We didn’t expect to be treated like this

Not from Toyota:

Five months before the new 2002 Lexus ES hit showroom floors, the company’s U.S. engineers sent a test report to Toyota City in Japan: The luxury sedan shifted gears so roughly that it was “not acceptable for production.”

The warning was sent to Toyota Executive Vice President Katsuaki Watanabe on May 16, 2001. Days later, another Japanese executive sent an e-mail to top managers saying that despite misgivings among U.S. officials, the 2002 Lexus was “marginally acceptable for production.” The new ES went on sale across the nation on Oct. 1, 2001.

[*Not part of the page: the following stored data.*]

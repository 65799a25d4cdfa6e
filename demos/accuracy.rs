use layered_sketch::prelude::*;
use rand::{rngs::SmallRng, RngCore, SeedableRng};
use std::{collections::BTreeMap, error::Error};

fn mean(data: &[u64]) -> f64 {
    data.iter().sum::<u64>() as f64 / data.len() as f64
}
fn median(data: &[u64]) -> f64 {
    let n = data.len();
    if n % 2 == 0 {
        (data[n / 2 - 1] + data[n / 2]) as f64 / 2.0
    } else {
        data[n / 2] as f64
    }
}
fn stddev(data: &[u64]) -> f64 {
    let m = mean(data);
    let sum = data.iter().map(|x| (*x as f64 - m).powi(2)).sum::<f64>();
    (sum / data.len() as f64).sqrt()
}

#[derive(serde::Serialize)]
struct JsonResult {
    algorithm: String,
    expected: u64,
    mean: f64,
    stddev: f64,
    median: f64,
    min: u64,
    max: u64,
}

impl JsonResult {
    fn from(name: &str, expected: u64, mut counts: Vec<u64>) -> Self {
        counts.sort_unstable();
        Self {
            algorithm: name.to_string(),
            expected,
            mean: mean(&counts),
            stddev: stddev(&counts),
            median: median(&counts),
            min: counts[0],
            max: counts[counts.len() - 1],
        }
    }
}

#[derive(serde::Serialize)]
struct Output {
    counting: Vec<JsonResult>,
    decaying: Vec<JsonResult>,
}

/// Inserts keys with multiplicities `2^0 .. 2^max_log2` and collects the
/// estimates per true multiplicity
fn counting(n: usize, max_log2: u32, seed: u64) -> Result<Vec<JsonResult>, Box<dyn Error>> {
    let mut by_count: BTreeMap<u64, Vec<u64>> = BTreeMap::new();
    let mut rng = SmallRng::seed_from_u64(seed);
    for run in 0..n {
        let mut cbf: CountingLayerFilter =
            CountingLayerFilter::new(max_log2 as usize + 2, 20, 2, seed + run as u64)?;
        let keys: Vec<(u64, u64)> = (0..=max_log2)
            .flat_map(|log2| (0..64).map(move |_| 1_u64 << log2))
            .map(|count| (rng.next_u64(), count))
            .collect();
        for (key, count) in &keys {
            for _ in 0..*count {
                cbf.insert_hash(*key);
            }
        }
        for (key, count) in keys {
            by_count
                .entry(count)
                .or_default()
                .push(cbf.estimate_count(key));
        }
    }
    Ok(by_count
        .into_iter()
        .map(|(count, estimates)| JsonResult::from("CountingLayerFilter", count, estimates))
        .collect())
}

/// Feeds `distinct` keys into a decaying sketch and collects every layer's
/// estimate
fn decaying(n: usize, distinct: u64, layers: usize) -> Result<Vec<JsonResult>, Box<dyn Error>> {
    let mut per_layer = vec![Vec::with_capacity(n); layers];
    for run in 0..n {
        ThreadSeeded::reseed(run as u64);
        let mut sketch: DecayingLayerSketch = DecayingLayerSketch::new(layers, &12)?;
        for key in 0..distinct {
            sketch.insert(&(run, key));
        }
        for (layer, estimate) in per_layer.iter_mut().zip(sketch.estimates()) {
            layer.push(estimate);
        }
    }
    Ok(per_layer
        .into_iter()
        .enumerate()
        .map(|(depth, estimates)| {
            // layer 0 sees everything, layer i needs i + 1 trailing ones
            let expected = if depth == 0 { distinct } else { distinct >> (depth + 1) };
            JsonResult::from(&format!("DecayingLayerSketch[{depth}]"), expected, estimates)
        })
        .collect())
}

fn main() -> Result<(), Box<dyn Error>> {
    let n = std::env::args()
        .nth(1)
        .and_then(|s| s.parse().ok())
        .unwrap_or(16);

    let output = Output {
        counting: counting(n, 12, 1)?,
        decaying: decaying(n, 1_000_000, 6)?,
    };
    println!("{}", serde_json::to_string_pretty(&output)?);
    Ok(())
}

From “Toyota took cost-cutting approach on lurching Lexus models, records show,” Ken Binsinger, LA Times, 23 May 2010.

You can practice the Toyota Production System all you want, but by treating your customers — Lexus customer, no less — with such contempt, it all goes for nought.  The moral level trumps the mental and the physical, in business as in war.

Here’s a thought:

Moral isolation

occurs when we fail to abide by codes of conduct or standards of behavior in a manner deemed acceptable or essential by others outside ourselves.

From Strategic Game of ? and ?, J. R. Boyd, June 1987.  As Boyd notes  few charts later, your competitors cannot morally isolate you — that’s something you have to do to yourself (although competitors can make sure you get full credit for your actions).